Luckily, hospital chains stocks have performed well with share prices up 10.9% on average since the latest earnings results.
Universal Health Services (NYSE: UHS)
With a network spanning 39 states and three countries, Universal Health Services (NYSE: UHS) operates acute care hospitals and behavioral health facilities across the United States, United Kingdom, and Puerto Rico.
Universal Health Services reported revenues of $4.28 billion, up 9.6% year on year. This print exceeded analysts’ expectations by 1%. Overall, it was a satisfactory quarter for the company with a decent beat of analysts’ full-year EPS guidance estimates but a slight miss of analysts’ same-store sales estimates.

Universal Health Services scored the fastest revenue growth of the whole group. Unsurprisingly, the stock is up 16.8% since reporting and currently trades at $181.08.
Is now the time to buy Universal Health Services? Access our full analysis of the earnings results here, it’s free.
Best Q2: Tenet Healthcare (NYSE: THC)
With a network spanning nine states and serving primarily urban and suburban communities, Tenet Healthcare (NYSE: THC) operates a nationwide network of hospitals, ambulatory surgery centers, and outpatient facilities providing acute care and specialty healthcare services.
Tenet Healthcare reported revenues of $5.27 billion, up 3.3% year on year, outperforming analysts’ expectations by 2.3%. The business had a very strong quarter with a beat of analysts’ EPS estimates and an impressive beat of analysts’ full-year EPS guidance estimates.

Tenet Healthcare scored the highest full-year guidance raise among its peers. The market seems content with the results as the stock is up 3.1% since reporting. It currently trades at $180.23.
Is now the time to buy Tenet Healthcare? Access our full analysis of the earnings results here, it’s free.
Weakest Q2: Acadia Healthcare (NASDAQ: ACHC)
With a network of over 250 facilities serving patients in 38 states and Puerto Rico, Acadia Healthcare (NASDAQ: ACHC) operates facilities providing mental health and substance use disorder treatment services across the United States.
Acadia Healthcare reported revenues of $869.2 million, up 9.2% year on year, exceeding analysts’ expectations by 3.2%. Still, it was a mixed quarter as it posted a miss of analysts’ full-year EPS guidance estimates.
Acadia Healthcare delivered the biggest analyst estimates beat but had the weakest full-year guidance update in the group.

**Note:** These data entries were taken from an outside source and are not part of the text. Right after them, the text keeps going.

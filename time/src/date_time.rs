use std::fmt;
use std::ops::Add;
use std::ops::Sub;

use super::{duration::DurationLength, Duration};

// Important: Leap years are integrated. But no daylight-saving.

#[derive(Copy, Clone, PartialEq, Eq, PartialOrd, Ord, Debug)] // care the ordering of the variants is important
pub enum DateTime {
    Earliest, // always earlier than all TimePoints
    Point(TimePoint),
    Latest, // always later than all TimePoints
}

#[derive(Copy, Clone, PartialEq, Eq, PartialOrd, Ord, Debug)] // care the ordering of attributes is important
pub struct TimePoint {
    year: u32,
    month: u8,
    day: u8,
    hour: u8,
    minute: u8,
}

impl DateTime {
    pub fn new(string: &str) -> DateTime {
        //"2009-06-15T13:45" or "2009-4-15T12:10"
        let shortened = string.replace('Z', "");
        let splitted: Vec<&str> = shortened.split(&['T', '-', ' ', ':'][..]).collect();
        assert!(splitted.len() == 5, "Wrong time format.");

        let year: u32 = splitted[0].parse().expect("Error at year.");
        let month: u8 = splitted[1].parse().expect("Error at month.");
        assert!((1..=12).contains(&month), "Wrong month format.");
        let day: u8 = splitted[2].parse().expect("Error at day.");
        assert!(
            day >= 1 && day <= days_in_month(year, month),
            "Wrong day format."
        );
        let hour: u8 = splitted[3].parse().expect("Error at hour.");
        assert!(hour < 24, "Wrong hour format.");
        let minute: u8 = splitted[4].parse().expect("Error at minute.");
        assert!(minute < 60, "Wrong minute format.");

        DateTime::Point(TimePoint {
            year,
            month,
            day,
            hour,
            minute,
        })
    }

    /// build a time point from calendar columns (whole hours)
    pub fn from_calendar(year: u32, month: u8, day: u8, hour: u8) -> DateTime {
        assert!((1..=12).contains(&month), "Wrong month: {}", month);
        assert!(
            day >= 1 && day <= days_in_month(year, month),
            "Wrong day: {}-{}-{}",
            year,
            month,
            day
        );
        assert!(hour < 24, "Wrong hour: {}", hour);
        DateTime::Point(TimePoint {
            year,
            month,
            day,
            hour,
            minute: 0,
        })
    }
}

// calendar accessors; panic on Earliest/Latest
impl DateTime {
    pub fn year(&self) -> u32 {
        self.point().year
    }

    pub fn month(&self) -> u8 {
        self.point().month
    }

    pub fn day(&self) -> u8 {
        self.point().day
    }

    pub fn hour(&self) -> u8 {
        self.point().hour
    }

    pub fn minute(&self) -> u8 {
        self.point().minute
    }

    fn point(&self) -> &TimePoint {
        match self {
            DateTime::Point(t) => t,
            _ => panic!("{} has no calendar representation.", self),
        }
    }

    pub fn as_iso(&self) -> String {
        match self {
            DateTime::Earliest => String::from("EARLIEST"),
            DateTime::Point(t) => format!(
                "{:04}-{:02}-{:02}T{:02}:{:02}",
                t.year, t.month, t.day, t.hour, t.minute
            ),
            DateTime::Latest => String::from("LATEST"),
        }
    }
}

pub fn is_leap_year(year: u32) -> bool {
    year % 4 == 0 && (year % 100 != 0 || year % 400 == 0)
}

pub fn days_in_month(year: u32, month: u8) -> u8 {
    match month {
        1 | 3 | 5 | 7 | 8 | 10 | 12 => 31,
        4 | 6 | 9 | 11 => 30,
        2 => {
            if is_leap_year(year) {
                29
            } else {
                28
            }
        }
        _ => 0,
    }
}

impl Add<Duration> for DateTime {
    type Output = Self;

    fn add(self, other: Duration) -> Self {
        match other {
            Duration::Infinity => DateTime::Latest, //note that Earliest + Infinity = Latest
            Duration::Length(l) => match self {
                DateTime::Earliest => DateTime::Earliest,
                DateTime::Point(t) => DateTime::Point(t + l),
                DateTime::Latest => DateTime::Latest,
            },
        }
    }
}

impl Sub for DateTime {
    type Output = Duration;

    fn sub(self, other: Self) -> Duration {
        assert!(other <= self, "Cannot subtract {} from {}, as it is a later point in time (no negative durations allowed)", other, self);
        match self {
            DateTime::Earliest => Duration::zero(), // Earliest - Earliest
            DateTime::Latest => {
                if other == DateTime::Latest {
                    Duration::zero() // Latest - Latest
                } else {
                    Duration::Infinity // Latest - (something not Latest)
                }
            }
            DateTime::Point(l1) => {
                match other {
                    DateTime::Earliest => Duration::Infinity, // Point - Earliest
                    DateTime::Point(l2) => l1 - l2,
                    _ => panic!("This can never be reached"),
                }
            }
        }
    }
}

impl Sub<Duration> for DateTime {
    type Output = DateTime;

    fn sub(self, other: Duration) -> DateTime {
        match self {
            DateTime::Earliest => DateTime::Earliest,
            DateTime::Latest => {
                if other == Duration::Infinity {
                    panic!("Cannot subtract Infinity from Latest");
                } else {
                    DateTime::Latest
                }
            }
            DateTime::Point(t) => match other {
                Duration::Infinity => DateTime::Earliest,
                Duration::Length(d) => DateTime::Point(t - d),
            },
        }
    }
}

impl fmt::Display for DateTime {
    fn fmt(&self, f: &mut fmt::Formatter) -> fmt::Result {
        match self {
            DateTime::Earliest => write!(f, "Earliest"),
            DateTime::Point(t) => write!(f, "{}", t),
            DateTime::Latest => write!(f, "Latest"),
        }
    }
}

////////////////////////////////////////////////////////////////////
////////////////////////// TimePoint ///////////////////////////////
////////////////////////////////////////////////////////////////////

// useful static functions:
impl TimePoint {
    // given a date, that is invalid (too many days for the month) compute the correct date
    fn correct_date(year: u32, month: u8, day: u32) -> (u32, u8, u8) {
        let days_of_month = days_in_month(year, month) as u32;

        if day <= days_of_month {
            return (year, month, day as u8);
        }
        let new_day = day - days_of_month;
        let mut new_month = month + 1;
        let mut new_year = year;
        if new_month > 12 {
            new_year += 1;
            new_month -= 12;
        }

        TimePoint::correct_date(new_year, new_month, new_day)
    }
}

impl Sub for TimePoint {
    type Output = Duration;

    fn sub(self, other: Self) -> Duration {
        assert!(other <= self, "Cannot subtract {} from {}, as it is a later point in time (no negative durations allowed)", other, self);

        let mut hours = (if self.hour >= other.hour {
            self.hour - other.hour
        } else {
            self.hour + 24 - other.hour
        }) as u32;
        let minutes = if self.minute >= other.minute {
            self.minute - other.minute
        } else {
            hours = if hours > 0 { hours - 1 } else { 23 }; // subtract one of the hours
            self.minute + 60 - other.minute
        };

        let mut temp_date = other + DurationLength { hours, minutes };
        while self != temp_date {
            let days_diff = if self.day > temp_date.day {
                self.day - temp_date.day
            } else {
                self.day + days_in_month(temp_date.year, temp_date.month) - temp_date.day
            };
            let hours_diff = 24 * days_diff as u32;
            temp_date = temp_date
                + DurationLength {
                    hours: hours_diff,
                    minutes: 0,
                };
            hours += hours_diff;
        }

        Duration::Length(DurationLength { hours, minutes })
    }
}

impl Add<DurationLength> for TimePoint {
    type Output = Self;

    fn add(self, other: DurationLength) -> Self {
        let sum_of_minutes = self.minute + other.minutes;
        let minute = sum_of_minutes % 60;
        let sum_of_hours: u32 = self.hour as u32 + other.hours + (sum_of_minutes / 60) as u32;
        let hour = (sum_of_hours % 24) as u8;
        let sum_of_days: u32 = self.day as u32 + sum_of_hours / 24;

        let (year, month, day) = TimePoint::correct_date(self.year, self.month, sum_of_days);

        TimePoint {
            year,
            month,
            day,
            hour,
            minute,
        }
    }
}

impl Sub<DurationLength> for TimePoint {
    type Output = TimePoint;

    fn sub(self, other: DurationLength) -> Self {
        let mut year = self.year;
        let mut month = self.month;
        let mut day = self.day as u32;
        let mut hour = self.hour as u32;
        let mut minute = self.minute;

        let mut other_days = 0;
        let mut other_hours = other.hours;
        let other_minutes = other.minutes;

        if other_minutes > minute {
            minute += 60;
            other_hours += 1;
        }
        minute -= other_minutes;

        if other_hours > hour {
            let day_diff: u32 = (other_hours - hour) / 24 + 1;
            hour += day_diff * 24;
            other_days += day_diff;
        }
        hour -= other_hours;

        while other_days > day {
            if month == 1 {
                year -= 1;
                month = 12;
            } else {
                month -= 1;
            }
            day += days_in_month(year, month) as u32;
        }
        day -= other_days;

        TimePoint {
            year,
            month,
            day: day as u8,
            hour: hour as u8,
            minute,
        }
    }
}

impl fmt::Display for TimePoint {
    fn fmt(&self, f: &mut fmt::Formatter) -> fmt::Result {
        write!(
            f,
            "{:02}.{:02}.{}_{:02}:{:02}",
            self.day, self.month, self.year, self.hour, self.minute
        )
    }
}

Interestingly, the stock is up 3.8% since the results and currently trades at $22.61.
Read our full analysis of Acadia Healthcare’s results here.

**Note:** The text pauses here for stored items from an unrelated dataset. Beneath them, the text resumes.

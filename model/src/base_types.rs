use derive_more::Display;
use derive_more::From;

pub mod limits;
pub mod position;

pub use limits::OperationalLimits;
pub use limits::SeaCondition;
pub use position::Position;
pub use position::UtmZone;

pub type Idx = u16;

#[derive(Display, From, Debug, Clone, Copy, PartialEq, Eq, PartialOrd, Ord, Hash)]
#[display(fmt = "elem_{}", _0)]
pub struct ElementIdx(pub Idx);

#[derive(Display, From, Debug, Clone, Copy, PartialEq, Eq, PartialOrd, Ord, Hash)]
#[display(fmt = "vess_{}", _0)]
pub struct VesselIdx(pub Idx);

#[derive(Display, From, Debug, Clone, Copy, PartialEq, Eq, PartialOrd, Ord, Hash)]
#[display(fmt = "equi_{}", _0)]
pub struct EquipmentIdx(pub Idx);

#[derive(Display, From, Debug, Clone, Copy, PartialEq, Eq, PartialOrd, Ord, Hash)]
#[display(fmt = "jour_{}", _0)]
pub struct JourneyIdx(pub Idx);

pub type ElementCount = u32;
pub type VesselCount = u32;
pub type Meter = f64;
pub type SquareMeter = f64;
pub type Tonne = f64;
pub type MeterPerSecond = f64;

HCA Healthcare (NYSE: HCA)
With roots dating back to 1968 and a network spanning 20 states, HCA Healthcare (NYSE: HCA) operates a network of 190 hospitals and 150+ outpatient facilities providing a full range of medical services across the US and England.

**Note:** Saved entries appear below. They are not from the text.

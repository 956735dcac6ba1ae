use std::fmt;

use crate::base_types::{ElementIdx, Position, SquareMeter, Tonne};

#[derive(Copy, Clone, PartialEq, Eq, Debug)]
pub enum ElementKind {
    Foundation,
    MooringSegment,
    CableSegment,
    Device,
    SubAssembly,
}

/// A physical item to transport and install. Immutable once loaded; batching
/// consumes elements read-only and in their given installation order.
#[derive(Clone, PartialEq, Debug)]
pub struct Element {
    idx: ElementIdx,
    kind: ElementKind,
    area: SquareMeter,
    dry_mass: Tonne,
    position: Position,
}

impl Element {
    pub fn new(
        idx: ElementIdx,
        kind: ElementKind,
        area: SquareMeter,
        dry_mass: Tonne,
        position: Position,
    ) -> Element {
        Element {
            idx,
            kind,
            area,
            dry_mass,
            position,
        }
    }

    pub fn idx(&self) -> ElementIdx {
        self.idx
    }

    pub fn kind(&self) -> ElementKind {
        self.kind
    }

    pub fn area(&self) -> SquareMeter {
        self.area
    }

    pub fn dry_mass(&self) -> Tonne {
        self.dry_mass
    }

    pub fn position(&self) -> &Position {
        &self.position
    }
}

/// the ordered element list of one logistic phase (installation order is
/// fixed by upstream domain logic and must not be reordered)
pub struct Elements {
    elements: Vec<Element>,
}

// static functions:
impl Elements {
    pub fn new(elements: Vec<Element>) -> Elements {
        Elements { elements }
    }
}

// methods:
impl Elements {
    pub fn len(&self) -> usize {
        self.elements.len()
    }

    pub fn is_empty(&self) -> bool {
        self.elements.is_empty()
    }

    pub fn iter(&self) -> impl Iterator<Item = &Element> + '_ {
        self.elements.iter()
    }

    pub fn get(&self, idx: ElementIdx) -> Option<&Element> {
        self.elements.iter().find(|e| e.idx() == idx)
    }
}

impl fmt::Display for ElementKind {
    fn fmt(&self, f: &mut fmt::Formatter) -> fmt::Result {
        match self {
            ElementKind::Foundation => write!(f, "foundation"),
            ElementKind::MooringSegment => write!(f, "mooring segment"),
            ElementKind::CableSegment => write!(f, "cable segment"),
            ElementKind::Device => write!(f, "device"),
            ElementKind::SubAssembly => write!(f, "sub-assembly"),
        }
    }
}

HCA Healthcare reported revenues of $18.61 billion, up 6.4% year on year. This result surpassed analysts’ expectations by 0.7%. Aside from that, it was a satisfactory quarter as it also produced an impressive beat of analysts’ full-year EPS guidance estimates but a slight miss of analysts’ same-store sales estimates.
HCA Healthcare had the weakest performance against analyst estimates among its peers. The stock is up 19.9% since reporting and currently trades at $409.10.
Read our full, actionable report on HCA Healthcare here, it’s free.
Market Update
In response to the Fed’s rate hikes in 2022 and 2023, inflation has been gradually trending down from its post-pandemic peak, trending closer to the Fed’s 2% target. Despite higher borrowing costs, the economy has avoided flashing recessionary signals. This is the much-desired soft landing that many investors hoped for. The recent rate cuts (0.5% in September and 0.25% in November 2024) have bolstered the stock market, making 2024 a strong year for equities. Donald Trump’s presidential win in November sparked additional market gains, sending indices to record highs in the days following his victory. However, debates continue over possible tariffs and corporate tax adjustments, raising questions about economic stability in 2025.